Outro ponto fundamental é a tecnologia moldando o jeito de viajar. O uso de inteligência artificial em planejamento de viagem, comparação de preços e criação de roteiros personalizados já é descrito como “novo motor” do turismo, especialmente em mercados como Estados Unidos. Ferramentas de IA ajudam a montar itinerários, sugerir destinos menos conhecidos, calcular melhor datas, combinar múltiplos meios de transporte e ainda ajustar orçamento. Em 2026, o viajante médio não é mais só alguém que pesquisa passagens, é alguém que conversa com sistemas inteligentes para desenhar uma viagem sob medida.
Nos aeroportos, outro tipo de tecnologia ganha espaço: biometria, reconhecimento facial, e-gates para controle mais rápido de fronteira e embarque. O objetivo oficial é agilizar processos, mas especialistas lembram que isso levanta questões importantes sobre privacidade, armazenamento de dados, vigilância e critérios de controle. Ao mesmo tempo que facilita a vida de quem viaja com frequência, essa transformação deixa o turismo mais dependente de protocolos tecnológicos, o que pode gerar desconforto em parte dos viajantes.
No recorte econômico, relatórios como o Travel Industry Outlook 2026 da Deloitte falam em uma clara bifurcação entre viagens premium e viagens reduzidas. Pessoas com maior renda continuam viajando muito, pagando por cabines melhores, experiências personalizadas, hotéis boutique e serviços sob medida. Já uma parcela significativa da população está cortando número de viagens, tempo de estadia, distância percorrida e categoria de hospedagem. É um turismo que cresce em volume geral, mas com dispare entre quem pode gastar e quem precisa economizar.
Curiosamente, enquanto algumas pessoas cortam viagens longas, há um aumento no interesse por microvacations, escapadas curtinhas de 1 ou 2 dias, muitas vezes internacionais, conduzidas principalmente por gerações mais jovens. Gen Z lidera esses movimentos de viagens rápidas, intensas, focadas em cultura, gastronomia, eventos e experiências que rendem história e registro visual forte. Em paralelo, cresce também o turismo de natureza em torno de parques nacionais, trilhas, praias menos lotadas e destinos rurais, muitas vezes acessados via motorhome ou carro próprio.
Outro fenômeno que marca 2026 é o aumento do turismo guiado por eventos e cultura pop. Copa do Mundo, Jogos Olímpicos de inverno, grandes festivais, shows e adaptações de livros e séries influenciam diretamente rotas, oferta de voos e preço de passagem. Plataformas relatam que datas associadas a eventos específicos concentram buscas e reservas, e que cidades fora do circuito tradicional acabam ganhando visibilidade quando recebem competições ou festivais globais.

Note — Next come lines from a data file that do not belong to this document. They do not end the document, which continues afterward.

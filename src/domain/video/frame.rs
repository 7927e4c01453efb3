// SPDX-License-Identifier: MPL-2.0
//! Decoded video frames.

use std::sync::Arc;

/// One RGBA frame handed from a decoder to the screen.
///
/// Pixels are shared so a frame can be forwarded through several messages
/// without copying.
#[derive(Debug, Clone, PartialEq, Eq)]
pub struct VideoFrame {
    width: u32,
    height: u32,
    rgba: Arc<Vec<u8>>,
}

impl VideoFrame {
    /// Returns `None` unless `rgba` holds exactly `width * height` pixels.
    #[must_use]
    pub fn new(width: u32, height: u32, rgba: Vec<u8>) -> Option<Self> {
        let expected = (width as usize)
            .checked_mul(height as usize)?
            .checked_mul(4)?;
        (width > 0 && height > 0 && rgba.len() == expected).then(|| Self {
            width,
            height,
            rgba: Arc::new(rgba),
        })
    }

    #[must_use]
    pub fn width(&self) -> u32 {
        self.width
    }

    #[must_use]
    pub fn height(&self) -> u32 {
        self.height
    }

    #[must_use]
    pub fn rgba(&self) -> &[u8] {
        &self.rgba
    }

    /// Takes the pixels, copying only if the frame is still shared.
    #[must_use]
    pub fn into_rgba(self) -> Vec<u8> {
        Arc::try_unwrap(self.rgba).unwrap_or_else(|shared| (*shared).clone())
    }
}

#[cfg(test)]
mod tests {
    use super::*;

    #[test]
    fn pixel_count_must_match() {
        assert!(VideoFrame::new(2, 2, vec![0; 16]).is_some());
        assert!(VideoFrame::new(2, 2, vec![0; 15]).is_none());
        assert!(VideoFrame::new(0, 2, Vec::new()).is_none());
    }

    #[test]
    fn shared_frame_keeps_its_pixels_for_other_holders() {
        let frame = VideoFrame::new(1, 1, vec![1, 2, 3, 4]).unwrap();
        let other = frame.clone();
        assert_eq!(frame.into_rgba(), vec![1, 2, 3, 4]);
        assert_eq!(other.rgba(), &[1, 2, 3, 4]);
    }
}
// SPDX-License-Identifier: MPL-2.0
//! Screen enumeration for application navigation.

/// Screens the user can navigate between.
#[derive(Debug, Clone, Copy, PartialEq, Eq, Default)]
pub enum Screen {
    #[default]
    Storefront,
    Dashboard,
    CollectionForm,
    Invitations,
    Signup,
}

impl Screen {
    /// Screens that need an admin context.
    #[must_use]
    pub fn requires_admin(self) -> bool {
        matches!(
            self,
            Screen::Dashboard | Screen::CollectionForm | Screen::Invitations
        )
    }
}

No meio de tudo isso, o turismo em 2026 está sendo descrito por analistas como uma fase de viagem intencional. Menos deslocamento automático, mais pergunta sobre o porquê daquela viagem. Pessoas escolhem destinos pensando em descanso real, reconexão com natureza, mergulho em cultura local, encontros com comunidades indígenas, experiências rurais, tempo de leitura, prática de esporte ou momentos com família. É um turismo menos impulsivo e mais alinhado com valores pessoais.

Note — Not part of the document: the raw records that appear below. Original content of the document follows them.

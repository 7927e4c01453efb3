// SPDX-License-Identifier: MPL-2.0
//! Port adapters shared with background tasks.
//!
//! Ports are synchronous; [`blocking`] runs a call on tokio's blocking pool
//! so the UI thread never waits on disk or network.

use super::paths;
use crate::application::port::{
    AuthProvider, CatalogStore, ImageSource, InvitationStore, LinkLauncher, ObjectStorage,
    VideoSurface, VisitTracker,
};
use crate::error::{Error, Result};
use crate::infrastructure::{
    FfmpegVideoSurface, FsObjectStorage, LocalAuth, SystemLauncher, TomlCatalogStore,
    TomlInvitationStore, TomlVisitLog, UrlImageSource,
};
use std::path::Path;
use std::sync::Arc;

#[derive(Clone)]
pub struct Services {
    pub catalog: Arc<dyn CatalogStore>,
    pub invitations: Arc<dyn InvitationStore>,
    pub auth: Arc<dyn AuthProvider>,
    pub storage: Arc<dyn ObjectStorage>,
    pub images: Arc<dyn ImageSource>,
    pub video: Arc<dyn VideoSurface>,
    pub launcher: Arc<dyn LinkLauncher>,
    pub visits: Arc<dyn VisitTracker>,
}

impl std::fmt::Debug for Services {
    fn fmt(&self, f: &mut std::fmt::Formatter<'_>) -> std::fmt::Result {
        f.debug_struct("Services").finish_non_exhaustive()
    }
}

impl Services {
    /// Filesystem-backed adapters rooted at `data_dir`.
    #[must_use]
    pub fn local(data_dir: &Path) -> Self {
        Self {
            catalog: Arc::new(TomlCatalogStore::in_dir(data_dir)),
            invitations: Arc::new(TomlInvitationStore::in_dir(data_dir)),
            auth: Arc::new(LocalAuth::in_dir(data_dir)),
            storage: Arc::new(FsObjectStorage::new(paths::media_bucket_dir(data_dir))),
            images: Arc::new(UrlImageSource::new()),
            video: Arc::new(FfmpegVideoSurface::new()),
            launcher: Arc::new(SystemLauncher),
            visits: Arc::new(TomlVisitLog::in_dir(data_dir)),
        }
    }
}

/// Runs `f` on the blocking pool.
pub async fn blocking<T, F>(f: F) -> Result<T>
where
    F: FnOnce() -> Result<T> + Send + 'static,
    T: Send + 'static,
{
    tokio::task::spawn_blocking(f)
        .await
        .map_err(|e| Error::Io(e.to_string()))?
}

Para quem gosta de turismo, isso significa que 2026 é menos sobre “viajar muito” e mais sobre viajar bem. Escolher com cuidado para onde ir, quando ir e por que ir está virando parte central da experiência. Em um mundo caro, quente, tenso e hiperconectado, a viagem deixa de ser apenas fuga e passa a ser ferramenta: de descanso, de conexão, de descoberta e, em muitos casos, de reorganização interna.